Task to complete: State, as a number alone, how many lines of the data contain the string "status".

Source data:
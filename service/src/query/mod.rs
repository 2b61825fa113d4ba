//! [`Query`] definition.

pub mod appointments;
pub mod directory;
pub mod doctor;
pub mod doctors;
pub mod user;
pub mod users;

use common::operations::{By, Select};
use tracerr::Traced;

use crate::{
    infra::{database, Database},
    Service,
};

/// [`Query`] of the [`Service`].
pub use common::Handler as Query;

/// [`Query`] [`Select`]ing a `T`ype from a [`Database`].
#[derive(Clone, Copy, Debug)]
#[expect(clippy::module_name_repetitions, reason = "more readable")]
pub struct DatabaseQuery<T>(T);

impl<W, B> DatabaseQuery<By<W, B>> {
    /// Creates a new [`DatabaseQuery`] selecting a `W` by the provided `B`.
    #[must_use]
    pub fn by(by: B) -> Self {
        Self(By::new(by))
    }
}

impl<Db, W, B> Query<DatabaseQuery<By<W, B>>> for Service<Db>
where
    Db: Database<Select<By<W, B>>, Ok = W, Err = Traced<database::Error>>,
{
    type Ok = W;
    type Err = Traced<database::Error>;

    async fn execute(
        &self,
        DatabaseQuery(by): DatabaseQuery<By<W, B>>,
    ) -> Result<Self::Ok, Self::Err> {
        self.database()
            .execute(Select(by))
            .await
            .map_err(tracerr::wrap!())
    }
}
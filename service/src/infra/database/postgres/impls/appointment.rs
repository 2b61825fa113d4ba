//! [`AppointmentRequest`]-related [`Database`] implementations.

use common::operations::{By, Delete, Insert, Select, Update};
use tracerr::Traced;

use crate::{
    domain::{appointment, doctor, AppointmentRequest},
    infra::{
        database::{self, postgres::Connection, Postgres},
        Database,
    },
};

impl<C> Database<Insert<AppointmentRequest>> for Postgres<C>
where
    C: Connection,
    Self: Database<
        Update<AppointmentRequest>,
        Ok = (),
        Err = Traced<database::Error>,
    >,
{
    type Ok = ();
    type Err = Traced<database::Error>;

    async fn execute(
        &self,
        Insert(request): Insert<AppointmentRequest>,
    ) -> Result<Self::Ok, Self::Err> {
        self.execute(Update(request))
            .await
            .map_err(tracerr::wrap!())
    }
}

impl<C> Database<Update<AppointmentRequest>> for Postgres<C>
where
    C: Connection,
{
    type Ok = ();
    type Err = Traced<database::Error>;

    async fn execute(
        &self,
        Update(request): Update<AppointmentRequest>,
    ) -> Result<Self::Ok, Self::Err> {
        let AppointmentRequest {
            id,
            doctor_id,
            requested_on,
            notes,
            patient_name,
            patient_email,
            patient_phone,
            confirmed,
            created_at,
        } = request;

        const SQL: &str = "\
            INSERT INTO appointment_requests (\
                id, doctor_id, requested_on, notes, \
                patient_name, patient_email, patient_phone, \
                confirmed, created_at\
            ) \
            VALUES (\
                $1::UUID, $2::UUID, \
                $3::TIMESTAMPTZ, $4::VARCHAR, \
                $5::VARCHAR, $6::VARCHAR, $7::VARCHAR, \
                $8::BOOL, $9::TIMESTAMPTZ\
            ) \
            ON CONFLICT (id) DO UPDATE \
            SET doctor_id = EXCLUDED.doctor_id, \
                requested_on = EXCLUDED.requested_on, \
                notes = EXCLUDED.notes, \
                patient_name = EXCLUDED.patient_name, \
                patient_email = EXCLUDED.patient_email, \
                patient_phone = EXCLUDED.patient_phone, \
                confirmed = EXCLUDED.confirmed, \
                created_at = EXCLUDED.created_at";
        self.exec(
            SQL,
            &[
                &id,
                &doctor_id,
                &requested_on,
                &notes,
                &patient_name,
                &patient_email,
                &patient_phone,
                &confirmed,
                &created_at,
            ],
        )
        .await
        .map_err(tracerr::wrap!())
        .map(drop)
    }
}

impl<C> Database<Select<By<Vec<AppointmentRequest>, doctor::Id>>>
    for Postgres<C>
where
    C: Connection,
{
    type Ok = Vec<AppointmentRequest>;
    type Err = Traced<database::Error>;

    async fn execute(
        &self,
        Select(by): Select<By<Vec<AppointmentRequest>, doctor::Id>>,
    ) -> Result<Self::Ok, Self::Err> {
        let doctor_id = by.into_inner();

        const SQL: &str = "\
            SELECT id, doctor_id, requested_on, notes, \
                   patient_name, patient_email, patient_phone, \
                   confirmed, created_at \
            FROM appointment_requests \
            WHERE doctor_id = $1::UUID \
            ORDER BY requested_on, id";
        Ok(self
            .query(SQL, &[&doctor_id])
            .await
            .map_err(tracerr::wrap!())?
            .into_iter()
            .map(|row| AppointmentRequest {
                id: row.get("id"),
                doctor_id: row.get("doctor_id"),
                requested_on: row.get("requested_on"),
                notes: row.get("notes"),
                patient_name: row.get("patient_name"),
                patient_email: row.get("patient_email"),
                patient_phone: row.get("patient_phone"),
                confirmed: row.get("confirmed"),
                created_at: row.get("created_at"),
            })
            .collect())
    }
}

impl<C>
    Database<Delete<By<AppointmentRequest, appointment::RequestDateTime>>>
    for Postgres<C>
where
    C: Connection,
{
    type Ok = ();
    type Err = Traced<database::Error>;

    async fn execute(
        &self,
        Delete(by): Delete<
            By<AppointmentRequest, appointment::RequestDateTime>,
        >,
    ) -> Result<Self::Ok, Self::Err> {
        // Avoid subtle change for SQL.
        let deadline: appointment::RequestDateTime = by.into_inner();

        const SQL: &str = "\
            DELETE FROM appointment_requests \
            WHERE requested_on < $1::TIMESTAMPTZ";
        self.exec(SQL, &[&deadline])
            .await
            .map_err(tracerr::wrap!())
            .map(drop)
    }
}
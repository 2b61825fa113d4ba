//! GraphQL API definitions.

pub mod appointment;
pub mod doctor;
mod mutation;
mod query;
pub mod scalar;
mod subscription;
pub mod user;

use crate::define_error;

pub use self::{
    appointment::Appointment,
    doctor::Doctor,
    mutation::Mutation,
    query::Query,
    subscription::Subscription,
    user::User,
};

/// GraphQL schema.
pub type Schema = juniper::RootNode<'static, Query, Mutation, Subscription>;

define_error! {
    enum PrivilegeError {
        #[code = "NOT_A_DOCTOR"]
        #[status = FORBIDDEN]
        #[message = "Authenticated `User` must be a doctor"]
        Doctor,
    }
}

define_error! {
    enum PaginationError {
        #[code = "INVALID_PAGINATION"]
        #[status = BAD_REQUEST]
        #[message = "Invalid pagination arguments"]
        Invalid,
    }
}
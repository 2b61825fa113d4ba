//! [`Command`] definition.

pub mod authorize_user_session;
pub mod create_user;
pub mod create_user_session;
pub mod request_appointment;
pub mod update_doctor_details;
pub mod update_user_image;
pub mod update_user_name;

/// [`Command`] of the [`Service`].
///
/// [`Service`]: crate::Service
pub use common::Handler as Command;

pub use self::{
    authorize_user_session::AuthorizeUserSession, create_user::CreateUser,
    create_user_session::CreateUserSession,
    request_appointment::RequestAppointment,
    update_doctor_details::UpdateDoctorDetails,
    update_user_image::UpdateUserImage, update_user_name::UpdateUserName,
};
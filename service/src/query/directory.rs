//! [`Query`] searching the doctors directory.

use common::{
    operations::{By, Select},
    pagination,
};
use derive_more::{Display, Error};
use tracerr::Traced;
use tracing as log;

use crate::{
    directory,
    infra::{database, Database},
    read::doctor::directory::{All, Page, ProfileImage, Record},
    Service,
};

use super::{doctors, users, Query};

/// [`Query`] searching the doctors directory.
///
/// Fetches the doctors and profile images collections concurrently, joins
/// them, narrows the result by the [`Search::query`] and returns the
/// requested [`Page`]. A collection failing to load degrades to an empty
/// one for this request, so a search never fails on store errors.
#[derive(Clone, Debug, Default)]
pub struct Search {
    /// Query matching doctors by name, case-insensitively.
    pub query: Option<String>,

    /// Number of the requested [`Page`].
    pub page: Option<i32>,

    /// Number of rows per [`Page`].
    pub per_page: Option<i32>,
}

impl<Db> Query<Search> for Service<Db>
where
    Db: Database<
            Select<By<Vec<Record>, All>>,
            Ok = Vec<Record>,
            Err = Traced<database::Error>,
        > + Database<
            Select<By<Vec<ProfileImage>, All>>,
            Ok = Vec<ProfileImage>,
            Err = Traced<database::Error>,
        >,
{
    type Ok = Page;
    type Err = Traced<ExecutionError>;

    async fn execute(&self, q: Search) -> Result<Self::Ok, Self::Err> {
        use ExecutionError as E;

        let Search {
            query,
            page,
            per_page,
        } = q;

        let args = pagination::Arguments::new(
            page,
            per_page,
            self.config().directory.default_per_page,
        )
        .ok_or_else(|| {
            tracerr::new!(E::InvalidPagination { page, per_page })
        })?;

        let (records, images) = futures::join!(
            self.execute(doctors::All::by(All)),
            self.execute(users::ProfileImages::by(All)),
        );

        let mut progress = directory::load::Progress::default();
        progress.records_loaded(records.unwrap_or_else(|e| {
            log::error!("failed to load the doctors collection: {e}");
            Vec::new()
        }));
        progress.images_loaded(images.unwrap_or_else(|e| {
            log::error!("failed to load the profile images: {e}");
            Vec::new()
        }));

        let rows = progress.merged().unwrap_or_default();
        Ok(Page::new(&args, directory::filter(rows, query.as_deref())))
    }
}

/// Error of [`Search`] [`Query`] execution.
#[derive(Clone, Copy, Debug, Display, Error)]
pub enum ExecutionError {
    /// Provided pagination arguments are not positive numbers.
    #[display(
        "Invalid pagination arguments: page: {page:?}, perPage: {per_page:?}"
    )]
    InvalidPagination {
        /// Requested page number.
        page: Option<i32>,

        /// Requested page size.
        per_page: Option<i32>,
    },
}

#[cfg(test)]
mod spec {
    use std::time;

    use common::operations::{By, Select};
    use futures::executor::block_on;
    use tracerr::Traced;

    use crate::{
        domain::{doctor, user},
        infra::database::{self, postgres, Database},
        read::doctor::directory::{All, ProfileImage, Record},
        task, Config, Query as _, Service,
    };

    use super::{ExecutionError, Search};

    /// In-memory store failing the configured collection reads.
    #[derive(Clone, Copy, Debug)]
    struct FlakyStore {
        records_fail: bool,
        images_fail: bool,
    }

    impl Database<Select<By<Vec<Record>, All>>> for FlakyStore {
        type Ok = Vec<Record>;
        type Err = Traced<database::Error>;

        async fn execute(
            &self,
            _: Select<By<Vec<Record>, All>>,
        ) -> Result<Self::Ok, Self::Err> {
            if self.records_fail {
                return Err(store_error());
            }
            Ok(vec![record("Dr. Ada Lovelace"), record("Dr. Grace Hopper")])
        }
    }

    impl Database<Select<By<Vec<ProfileImage>, All>>> for FlakyStore {
        type Ok = Vec<ProfileImage>;
        type Err = Traced<database::Error>;

        async fn execute(
            &self,
            _: Select<By<Vec<ProfileImage>, All>>,
        ) -> Result<Self::Ok, Self::Err> {
            if self.images_fail {
                return Err(store_error());
            }
            Ok(vec![])
        }
    }

    fn store_error() -> Traced<database::Error> {
        tracerr::new!(database::Error::Postgres(postgres::Error::PoolError(
            postgres::connection::PoolError::Closed,
        )))
    }

    fn record(name: &str) -> Record {
        Record {
            id: doctor::Id::new(),
            name: user::Name::new(name).unwrap(),
            specialization: doctor::Specialization::Cardiology,
            work_location: doctor::Location::new("Main clinic").unwrap(),
            user_id: user::Id::new(),
        }
    }

    fn service(database: FlakyStore) -> Service<FlakyStore> {
        Service {
            config: Config {
                jwt_encoding_key: jsonwebtoken::EncodingKey::from_secret(
                    b"secret",
                ),
                jwt_decoding_key: jsonwebtoken::DecodingKey::from_secret(
                    b"secret",
                ),
                directory: crate::directory::Config::default(),
                clean_expired_appointments:
                    task::clean_expired_appointments::Config {
                        interval: time::Duration::from_secs(60 * 60),
                        timeout: time::Duration::from_secs(60 * 60 * 24),
                    },
            },
            database,
        }
    }

    #[test]
    fn failed_doctors_read_degrades_to_an_empty_page() {
        let svc = service(FlakyStore {
            records_fail: true,
            images_fail: false,
        });

        let page = block_on(svc.execute(Search::default())).unwrap();

        assert!(page.items.is_empty());
        assert_eq!(page.total_count, 0);
        assert_eq!(page.current_page, 1);
    }

    #[test]
    fn failed_images_read_keeps_doctors_without_images() {
        let svc = service(FlakyStore {
            records_fail: false,
            images_fail: true,
        });

        let page = block_on(svc.execute(Search::default())).unwrap();

        assert_eq!(page.items.len(), 2);
        assert!(page.items.iter().all(|row| row.image_url.is_none()));
    }

    #[test]
    fn healthy_reads_produce_the_narrowed_page() {
        let svc = service(FlakyStore {
            records_fail: false,
            images_fail: false,
        });

        let page = block_on(svc.execute(Search {
            query: Some("ada".into()),
            page: None,
            per_page: None,
        }))
        .unwrap();

        assert_eq!(page.items.len(), 1);
        assert_eq!(
            AsRef::<str>::as_ref(&page.items[0].record.name),
            "Dr. Ada Lovelace",
        );
        assert_eq!(page.total_count, 1);
    }

    #[test]
    fn non_positive_pagination_is_rejected() {
        let svc = service(FlakyStore {
            records_fail: false,
            images_fail: false,
        });

        let err = block_on(svc.execute(Search {
            query: None,
            page: Some(0),
            per_page: None,
        }))
        .unwrap_err();

        assert!(matches!(
            err.as_ref(),
            ExecutionError::InvalidPagination { page: Some(0), .. }
        ));
    }
}
//! [`Database`] implementations.

#![allow(
    clippy::items_after_statements,
    reason = "`const SQL` after statements"
)]
#![allow(clippy::too_many_lines, reason = "SQL-related code a bit verbose")]

mod appointment;
mod doctor;
mod user;

use async_trait::async_trait;
use common::operations::{Commit, Transact};
use refinery_core::{
    traits::r#async::{AsyncQuery, AsyncTransaction},
    AsyncMigrate, Migration,
};
use tracerr::Traced;

use crate::infra::{database, postgres, Database};

use super::{NonTx, Postgres, Tx};

impl Database<Transact> for Postgres<NonTx> {
    type Ok = Postgres<Tx>;
    type Err = Traced<database::Error>;

    async fn execute(&self, _: Transact) -> Result<Self::Ok, Self::Err> {
        Ok(Postgres(Tx::from_non_tx(self.0.clone())))
    }
}

impl Database<Transact> for Postgres<Tx> {
    type Ok = Self;
    type Err = Traced<database::Error>;

    async fn execute(&self, _: Transact) -> Result<Self::Ok, Self::Err> {
        Ok(self.clone())
    }
}

impl Database<Commit> for Postgres<Tx> {
    type Ok = ();
    type Err = Traced<database::Error>;

    async fn execute(&self, _: Commit) -> Result<Self::Ok, Self::Err> {
        self.commit().await.map_err(tracerr::wrap!())
    }
}

#[async_trait]
impl AsyncTransaction for Postgres {
    type Error = Traced<database::Error>;

    async fn execute(
        &mut self,
        queries: &[&str],
    ) -> Result<usize, Self::Error> {
        let mut conn = self
            .0
            .pool
            .get()
            .await
            .map_err(tracerr::from_and_wrap!(=> postgres::Error))
            .map_err(tracerr::map_from)?;
        AsyncTransaction::execute(&mut **conn, queries)
            .await
            .map_err(tracerr::from_and_wrap!(=> postgres::Error))
            .map_err(tracerr::map_from)
    }
}

#[async_trait]
impl AsyncQuery<Vec<Migration>> for Postgres {
    async fn query(
        &mut self,
        query: &str,
    ) -> Result<Vec<Migration>, <Self as AsyncTransaction>::Error> {
        let mut conn = self
            .0
            .pool
            .get()
            .await
            .map_err(tracerr::from_and_wrap!(=> postgres::Error))
            .map_err(tracerr::map_from)?;
        AsyncQuery::query(&mut **conn, query)
            .await
            .map_err(tracerr::from_and_wrap!(=> postgres::Error))
            .map_err(tracerr::map_from)
    }
}

impl AsyncMigrate for Postgres {}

Solution to the exercise: 2